◆ WORK TASK ◆
Your job is to set down the stretch of entries that opens with the line containing "geometry.ds_px * scale);" and closes with the line containing "analysis.annotated.save(path)?;". Keep both end lines, copy each exactly, and add nothing.

◆ EXTRACTED DATA ◆
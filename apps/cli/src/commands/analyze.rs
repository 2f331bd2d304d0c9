//! 单张图像分析

use super::{AnalyzerArgs, load_image};
use anyhow::Result;
use clap::Args;
use std::path::PathBuf;

/// 分析命令参数
#[derive(Args, Debug)]
pub struct AnalyzeCommand {
    /// 悬滴图像（PNG / JPEG）
    pub image: PathBuf,

    #[command(flatten)]
    pub analyzer: AnalyzerArgs,

    /// 保存标注图像
    #[arg(short, long)]
    pub annotated: Option<PathBuf>,
}

impl AnalyzeCommand {
    pub fn execute(&self) -> Result<()> {
        let analyzer = self.analyzer.analyzer()?;
        let image = load_image(&self.image)?;
        let analysis = analyzer.analyze_image(&image)?;

        let scale = analyzer.config().scale_mm_per_px;
        let geometry = &analysis.geometry;
        println!("📷 {}", self.image.display());
        println!("  De: {:.0} px ({:.3} mm)", geometry.de_px, geometry.de_px * scale);
        println!("  Ds: {:.0} px ({:.3} mm)", geometry.ds_px, geometry.ds_px * scale);
        println!("  S:  {:.4}", geometry.shape_factor);
        println!("  γ:  {:.2} mN/m", analysis.surface_tension);

        if let Some(path) = &self.annotated {
            analysis.annotated.save(path)?;
            println!("💾 标注图像已保存: {}", path.display());
        }
        Ok(())
    }
}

◆ RESULT ◆
        println!("  Ds: {:.0} px ({:.3} mm)", geometry.ds_px, geometry.ds_px * scale);
        println!("  S:  {:.4}", geometry.shape_factor);
        println!("  γ:  {:.2} mN/m", analysis.surface_tension);

        if let Some(path) = &self.annotated {
            analysis.annotated.save(path)?;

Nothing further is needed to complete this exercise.